• **REQUIRED WORK**: Only one stretch of the listing below is wanted. Give it again exactly, from the line with "let rb = read_bytes.clone();" through the line with "one writer loses".

• **SUPPLIED DATA**:

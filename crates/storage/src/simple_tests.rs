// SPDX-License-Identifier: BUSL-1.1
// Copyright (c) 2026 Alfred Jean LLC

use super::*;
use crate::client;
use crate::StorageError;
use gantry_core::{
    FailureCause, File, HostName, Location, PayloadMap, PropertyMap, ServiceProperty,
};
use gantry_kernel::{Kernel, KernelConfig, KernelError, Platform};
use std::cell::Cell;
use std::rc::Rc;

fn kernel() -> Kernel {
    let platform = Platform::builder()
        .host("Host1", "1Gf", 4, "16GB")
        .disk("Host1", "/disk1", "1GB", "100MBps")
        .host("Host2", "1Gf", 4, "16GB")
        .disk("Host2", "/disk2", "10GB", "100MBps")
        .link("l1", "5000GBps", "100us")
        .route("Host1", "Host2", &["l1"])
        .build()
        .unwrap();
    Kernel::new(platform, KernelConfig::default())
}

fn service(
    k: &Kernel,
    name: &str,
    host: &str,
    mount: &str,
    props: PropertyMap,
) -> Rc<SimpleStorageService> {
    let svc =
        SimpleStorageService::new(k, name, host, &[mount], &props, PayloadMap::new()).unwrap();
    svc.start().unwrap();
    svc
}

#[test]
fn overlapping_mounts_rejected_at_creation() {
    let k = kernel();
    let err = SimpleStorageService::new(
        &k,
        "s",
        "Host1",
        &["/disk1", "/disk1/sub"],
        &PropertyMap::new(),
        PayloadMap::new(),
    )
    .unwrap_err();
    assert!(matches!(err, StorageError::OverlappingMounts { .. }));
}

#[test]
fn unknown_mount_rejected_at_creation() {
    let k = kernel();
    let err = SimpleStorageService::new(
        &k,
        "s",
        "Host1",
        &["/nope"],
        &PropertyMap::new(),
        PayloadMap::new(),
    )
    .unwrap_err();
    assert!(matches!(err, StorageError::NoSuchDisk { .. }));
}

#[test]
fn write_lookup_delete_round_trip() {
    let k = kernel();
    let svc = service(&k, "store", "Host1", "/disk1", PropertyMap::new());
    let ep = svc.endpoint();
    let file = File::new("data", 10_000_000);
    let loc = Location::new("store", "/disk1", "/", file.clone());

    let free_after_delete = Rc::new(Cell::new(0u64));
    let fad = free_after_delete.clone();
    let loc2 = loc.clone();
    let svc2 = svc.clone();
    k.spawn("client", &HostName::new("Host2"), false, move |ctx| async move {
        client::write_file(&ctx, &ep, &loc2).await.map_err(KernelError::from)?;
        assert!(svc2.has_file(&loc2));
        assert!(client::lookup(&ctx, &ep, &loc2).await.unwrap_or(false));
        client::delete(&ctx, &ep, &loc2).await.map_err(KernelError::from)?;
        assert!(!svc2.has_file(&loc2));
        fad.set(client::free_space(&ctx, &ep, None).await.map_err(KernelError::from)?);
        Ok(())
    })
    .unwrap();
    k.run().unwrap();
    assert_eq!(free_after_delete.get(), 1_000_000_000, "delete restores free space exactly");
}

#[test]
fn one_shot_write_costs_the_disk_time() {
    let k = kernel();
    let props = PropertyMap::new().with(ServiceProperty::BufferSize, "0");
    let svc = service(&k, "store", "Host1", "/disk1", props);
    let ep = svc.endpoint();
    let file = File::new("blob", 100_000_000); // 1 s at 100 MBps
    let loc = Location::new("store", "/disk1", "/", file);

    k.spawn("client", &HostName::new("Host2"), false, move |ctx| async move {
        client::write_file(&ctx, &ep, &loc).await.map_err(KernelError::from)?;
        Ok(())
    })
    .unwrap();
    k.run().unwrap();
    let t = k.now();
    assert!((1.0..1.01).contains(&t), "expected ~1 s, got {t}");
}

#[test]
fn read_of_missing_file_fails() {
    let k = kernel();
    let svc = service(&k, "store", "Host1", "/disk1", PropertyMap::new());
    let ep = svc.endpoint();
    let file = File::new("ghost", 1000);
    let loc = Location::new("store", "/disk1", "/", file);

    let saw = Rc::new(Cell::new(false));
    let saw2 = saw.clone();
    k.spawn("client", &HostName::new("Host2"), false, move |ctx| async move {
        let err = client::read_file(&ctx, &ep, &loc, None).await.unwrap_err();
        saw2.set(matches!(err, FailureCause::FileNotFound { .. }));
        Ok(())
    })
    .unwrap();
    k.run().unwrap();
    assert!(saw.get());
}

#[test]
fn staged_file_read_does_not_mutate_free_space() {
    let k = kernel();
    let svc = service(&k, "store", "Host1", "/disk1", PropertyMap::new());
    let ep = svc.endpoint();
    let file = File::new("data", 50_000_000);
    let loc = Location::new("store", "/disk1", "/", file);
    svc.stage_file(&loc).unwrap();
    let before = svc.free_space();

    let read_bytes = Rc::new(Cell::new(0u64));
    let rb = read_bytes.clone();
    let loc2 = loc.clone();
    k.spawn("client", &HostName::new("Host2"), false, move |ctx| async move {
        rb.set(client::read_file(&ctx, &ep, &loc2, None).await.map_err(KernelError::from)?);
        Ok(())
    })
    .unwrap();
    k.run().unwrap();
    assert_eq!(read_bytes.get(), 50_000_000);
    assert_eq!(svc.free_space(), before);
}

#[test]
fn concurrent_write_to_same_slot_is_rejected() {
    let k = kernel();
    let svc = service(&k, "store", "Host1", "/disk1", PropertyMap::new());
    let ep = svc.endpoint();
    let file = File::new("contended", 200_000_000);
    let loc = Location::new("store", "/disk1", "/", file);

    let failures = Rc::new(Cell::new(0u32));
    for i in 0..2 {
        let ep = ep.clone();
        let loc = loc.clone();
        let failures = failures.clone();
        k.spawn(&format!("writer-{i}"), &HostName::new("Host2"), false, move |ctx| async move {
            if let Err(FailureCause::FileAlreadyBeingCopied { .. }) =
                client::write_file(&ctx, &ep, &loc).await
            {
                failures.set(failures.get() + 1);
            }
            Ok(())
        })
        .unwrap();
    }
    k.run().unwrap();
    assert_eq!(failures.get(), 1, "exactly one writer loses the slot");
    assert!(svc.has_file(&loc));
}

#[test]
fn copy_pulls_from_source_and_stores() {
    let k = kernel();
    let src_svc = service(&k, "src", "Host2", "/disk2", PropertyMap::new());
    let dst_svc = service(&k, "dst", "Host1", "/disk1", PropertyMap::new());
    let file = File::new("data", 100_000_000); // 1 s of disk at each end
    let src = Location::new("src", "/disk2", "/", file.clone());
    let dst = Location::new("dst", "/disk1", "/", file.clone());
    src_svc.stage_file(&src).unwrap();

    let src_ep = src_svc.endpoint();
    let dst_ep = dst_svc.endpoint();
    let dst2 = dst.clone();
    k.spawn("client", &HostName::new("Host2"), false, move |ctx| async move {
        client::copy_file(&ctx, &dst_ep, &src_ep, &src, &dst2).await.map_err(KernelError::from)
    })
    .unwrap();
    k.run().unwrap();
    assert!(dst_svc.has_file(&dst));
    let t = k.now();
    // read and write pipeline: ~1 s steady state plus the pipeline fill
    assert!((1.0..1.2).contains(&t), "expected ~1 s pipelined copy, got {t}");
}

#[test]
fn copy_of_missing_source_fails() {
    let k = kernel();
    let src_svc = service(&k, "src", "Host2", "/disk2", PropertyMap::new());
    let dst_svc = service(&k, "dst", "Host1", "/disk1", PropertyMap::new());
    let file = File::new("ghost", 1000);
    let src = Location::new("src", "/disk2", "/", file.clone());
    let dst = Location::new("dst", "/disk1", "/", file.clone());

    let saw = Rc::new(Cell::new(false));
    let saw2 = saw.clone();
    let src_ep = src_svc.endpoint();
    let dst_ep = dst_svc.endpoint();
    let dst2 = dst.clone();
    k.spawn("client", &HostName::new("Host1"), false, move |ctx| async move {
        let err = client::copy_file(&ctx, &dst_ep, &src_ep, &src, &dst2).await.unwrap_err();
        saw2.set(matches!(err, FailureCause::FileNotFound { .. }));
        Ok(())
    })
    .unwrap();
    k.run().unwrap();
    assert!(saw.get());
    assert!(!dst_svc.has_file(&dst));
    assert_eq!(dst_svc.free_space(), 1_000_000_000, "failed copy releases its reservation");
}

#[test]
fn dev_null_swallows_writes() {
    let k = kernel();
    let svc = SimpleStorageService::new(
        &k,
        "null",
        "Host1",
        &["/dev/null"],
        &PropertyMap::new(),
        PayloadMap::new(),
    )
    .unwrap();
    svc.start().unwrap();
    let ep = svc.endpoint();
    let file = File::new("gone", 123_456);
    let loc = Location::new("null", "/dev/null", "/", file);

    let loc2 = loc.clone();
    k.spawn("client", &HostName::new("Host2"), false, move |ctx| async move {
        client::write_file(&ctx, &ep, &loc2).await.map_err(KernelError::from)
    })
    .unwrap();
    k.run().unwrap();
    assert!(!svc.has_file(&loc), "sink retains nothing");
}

==

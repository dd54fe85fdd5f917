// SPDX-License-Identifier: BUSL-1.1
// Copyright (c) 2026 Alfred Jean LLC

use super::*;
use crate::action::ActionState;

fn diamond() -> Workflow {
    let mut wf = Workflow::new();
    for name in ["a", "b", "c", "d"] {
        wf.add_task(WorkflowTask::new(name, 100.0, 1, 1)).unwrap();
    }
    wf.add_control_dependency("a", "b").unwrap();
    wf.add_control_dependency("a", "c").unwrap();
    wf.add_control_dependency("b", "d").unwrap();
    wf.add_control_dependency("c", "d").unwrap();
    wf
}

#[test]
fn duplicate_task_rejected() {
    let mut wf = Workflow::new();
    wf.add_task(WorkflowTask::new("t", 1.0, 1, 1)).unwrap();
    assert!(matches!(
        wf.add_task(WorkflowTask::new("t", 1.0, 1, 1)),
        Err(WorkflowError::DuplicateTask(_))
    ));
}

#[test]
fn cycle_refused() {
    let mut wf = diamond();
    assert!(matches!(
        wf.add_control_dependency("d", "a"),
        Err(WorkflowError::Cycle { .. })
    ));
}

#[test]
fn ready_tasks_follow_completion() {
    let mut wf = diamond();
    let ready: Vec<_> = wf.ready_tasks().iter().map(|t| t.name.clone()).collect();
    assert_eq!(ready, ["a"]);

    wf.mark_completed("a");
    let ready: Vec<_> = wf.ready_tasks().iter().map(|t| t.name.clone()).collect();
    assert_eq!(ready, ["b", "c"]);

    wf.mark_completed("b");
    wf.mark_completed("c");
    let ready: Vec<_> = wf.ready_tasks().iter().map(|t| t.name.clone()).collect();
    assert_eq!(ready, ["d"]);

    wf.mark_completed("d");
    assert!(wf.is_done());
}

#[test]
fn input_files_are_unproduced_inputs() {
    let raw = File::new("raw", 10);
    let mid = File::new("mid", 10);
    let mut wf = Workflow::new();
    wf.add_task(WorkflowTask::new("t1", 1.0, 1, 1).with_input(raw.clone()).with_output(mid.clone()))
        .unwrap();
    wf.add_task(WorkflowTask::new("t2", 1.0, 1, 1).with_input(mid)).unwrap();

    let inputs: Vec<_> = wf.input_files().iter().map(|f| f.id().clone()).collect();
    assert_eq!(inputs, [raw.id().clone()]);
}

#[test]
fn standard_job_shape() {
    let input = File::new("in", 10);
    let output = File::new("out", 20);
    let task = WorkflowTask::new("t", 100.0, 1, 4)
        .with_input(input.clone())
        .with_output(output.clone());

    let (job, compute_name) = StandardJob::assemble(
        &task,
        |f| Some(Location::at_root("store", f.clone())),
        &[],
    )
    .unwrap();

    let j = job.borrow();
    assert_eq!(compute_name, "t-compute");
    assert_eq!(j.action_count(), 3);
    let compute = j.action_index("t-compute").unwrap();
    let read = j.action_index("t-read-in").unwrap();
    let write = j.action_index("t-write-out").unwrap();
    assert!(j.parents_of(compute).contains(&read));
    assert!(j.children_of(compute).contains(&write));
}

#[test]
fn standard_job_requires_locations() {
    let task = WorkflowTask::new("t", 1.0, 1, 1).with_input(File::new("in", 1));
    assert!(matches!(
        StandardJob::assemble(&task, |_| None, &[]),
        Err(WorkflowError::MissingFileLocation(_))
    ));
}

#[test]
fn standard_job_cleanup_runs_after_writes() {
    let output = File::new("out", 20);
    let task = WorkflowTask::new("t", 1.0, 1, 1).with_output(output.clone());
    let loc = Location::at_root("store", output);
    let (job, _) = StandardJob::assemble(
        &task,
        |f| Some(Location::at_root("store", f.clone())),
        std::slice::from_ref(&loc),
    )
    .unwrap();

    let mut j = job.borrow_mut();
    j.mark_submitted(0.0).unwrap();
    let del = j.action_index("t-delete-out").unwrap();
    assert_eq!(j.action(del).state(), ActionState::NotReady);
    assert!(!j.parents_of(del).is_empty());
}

--

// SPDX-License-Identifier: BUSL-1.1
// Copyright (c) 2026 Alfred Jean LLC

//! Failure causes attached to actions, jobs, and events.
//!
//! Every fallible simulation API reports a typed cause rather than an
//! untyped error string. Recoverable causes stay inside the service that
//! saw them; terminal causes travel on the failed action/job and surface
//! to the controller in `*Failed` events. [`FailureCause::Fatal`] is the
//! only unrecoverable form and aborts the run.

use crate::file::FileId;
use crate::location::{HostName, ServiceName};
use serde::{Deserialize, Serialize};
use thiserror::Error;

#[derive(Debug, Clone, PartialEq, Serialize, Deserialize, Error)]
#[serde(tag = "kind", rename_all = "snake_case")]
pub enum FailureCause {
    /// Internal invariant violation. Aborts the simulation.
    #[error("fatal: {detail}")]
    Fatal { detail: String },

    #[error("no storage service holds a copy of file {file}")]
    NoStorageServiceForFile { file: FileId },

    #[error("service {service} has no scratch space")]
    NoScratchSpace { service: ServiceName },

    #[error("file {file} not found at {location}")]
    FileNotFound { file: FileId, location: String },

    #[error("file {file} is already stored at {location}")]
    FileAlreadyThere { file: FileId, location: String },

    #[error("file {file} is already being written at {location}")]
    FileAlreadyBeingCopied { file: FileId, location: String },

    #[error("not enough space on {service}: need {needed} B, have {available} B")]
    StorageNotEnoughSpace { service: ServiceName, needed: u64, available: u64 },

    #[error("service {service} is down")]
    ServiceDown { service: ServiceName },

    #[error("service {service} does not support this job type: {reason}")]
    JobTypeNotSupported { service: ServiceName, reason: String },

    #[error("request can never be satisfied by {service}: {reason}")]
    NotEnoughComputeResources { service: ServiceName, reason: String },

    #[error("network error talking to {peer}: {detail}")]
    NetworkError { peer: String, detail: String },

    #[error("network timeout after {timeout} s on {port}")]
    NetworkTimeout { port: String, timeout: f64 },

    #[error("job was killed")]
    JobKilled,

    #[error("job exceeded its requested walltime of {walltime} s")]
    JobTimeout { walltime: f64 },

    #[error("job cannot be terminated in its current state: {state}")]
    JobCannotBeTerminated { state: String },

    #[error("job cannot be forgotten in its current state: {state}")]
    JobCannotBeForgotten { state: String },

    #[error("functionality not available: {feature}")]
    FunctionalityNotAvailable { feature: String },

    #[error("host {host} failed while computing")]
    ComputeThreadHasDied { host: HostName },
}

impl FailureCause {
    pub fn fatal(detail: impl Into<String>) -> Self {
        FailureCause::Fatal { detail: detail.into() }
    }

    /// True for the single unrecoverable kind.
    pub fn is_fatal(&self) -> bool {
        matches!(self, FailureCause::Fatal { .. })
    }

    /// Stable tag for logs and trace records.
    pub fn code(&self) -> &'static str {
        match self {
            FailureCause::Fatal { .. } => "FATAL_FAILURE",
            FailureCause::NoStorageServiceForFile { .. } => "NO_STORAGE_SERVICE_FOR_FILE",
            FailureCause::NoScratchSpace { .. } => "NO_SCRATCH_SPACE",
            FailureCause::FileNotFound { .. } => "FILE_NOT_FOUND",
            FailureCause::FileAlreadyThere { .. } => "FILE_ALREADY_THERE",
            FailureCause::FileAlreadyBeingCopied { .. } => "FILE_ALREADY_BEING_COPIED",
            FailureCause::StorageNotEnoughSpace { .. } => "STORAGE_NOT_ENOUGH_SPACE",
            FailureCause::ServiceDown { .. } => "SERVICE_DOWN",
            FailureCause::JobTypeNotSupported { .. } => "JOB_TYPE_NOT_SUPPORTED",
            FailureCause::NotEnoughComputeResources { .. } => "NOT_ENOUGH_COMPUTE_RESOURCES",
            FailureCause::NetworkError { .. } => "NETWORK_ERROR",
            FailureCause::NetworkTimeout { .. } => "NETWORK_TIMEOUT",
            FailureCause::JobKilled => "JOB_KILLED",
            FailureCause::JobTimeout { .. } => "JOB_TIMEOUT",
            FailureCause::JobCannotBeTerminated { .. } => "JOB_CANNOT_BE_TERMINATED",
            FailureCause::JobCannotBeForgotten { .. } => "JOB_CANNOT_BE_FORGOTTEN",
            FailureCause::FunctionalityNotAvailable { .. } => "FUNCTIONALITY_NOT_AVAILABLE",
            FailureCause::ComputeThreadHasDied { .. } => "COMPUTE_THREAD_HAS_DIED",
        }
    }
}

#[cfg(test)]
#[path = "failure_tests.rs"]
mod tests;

• **YOUR SOLUTION**:
    let rb = read_bytes.clone();
    let loc2 = loc.clone();
    k.spawn("client", &HostName::new("Host2"), false, move |ctx| async move {
        rb.set(client::read_file(&ctx, &ep, &loc2, None).await.map_err(KernelError::from)?);
        Ok(())
    })
    .unwrap();
    k.run().unwrap();
    assert_eq!(read_bytes.get(), 50_000_000);
    assert_eq!(svc.free_space(), before);
}

#[test]
fn concurrent_write_to_same_slot_is_rejected() {
    let k = kernel();
    let svc = service(&k, "store", "Host1", "/disk1", PropertyMap::new());
    let ep = svc.endpoint();
    let file = File::new("contended", 200_000_000);
    let loc = Location::new("store", "/disk1", "/", file);

    let failures = Rc::new(Cell::new(0u32));
    for i in 0..2 {
        let ep = ep.clone();
        let loc = loc.clone();
        let failures = failures.clone();
        k.spawn(&format!("writer-{i}"), &HostName::new("Host2"), false, move |ctx| async move {
            if let Err(FailureCause::FileAlreadyBeingCopied { .. }) =
                client::write_file(&ctx, &ep, &loc).await
            {
                failures.set(failures.get() + 1);
            }
            Ok(())
        })
        .unwrap();
    }
    k.run().unwrap();
    assert_eq!(failures.get(), 1, "exactly one writer loses the slot");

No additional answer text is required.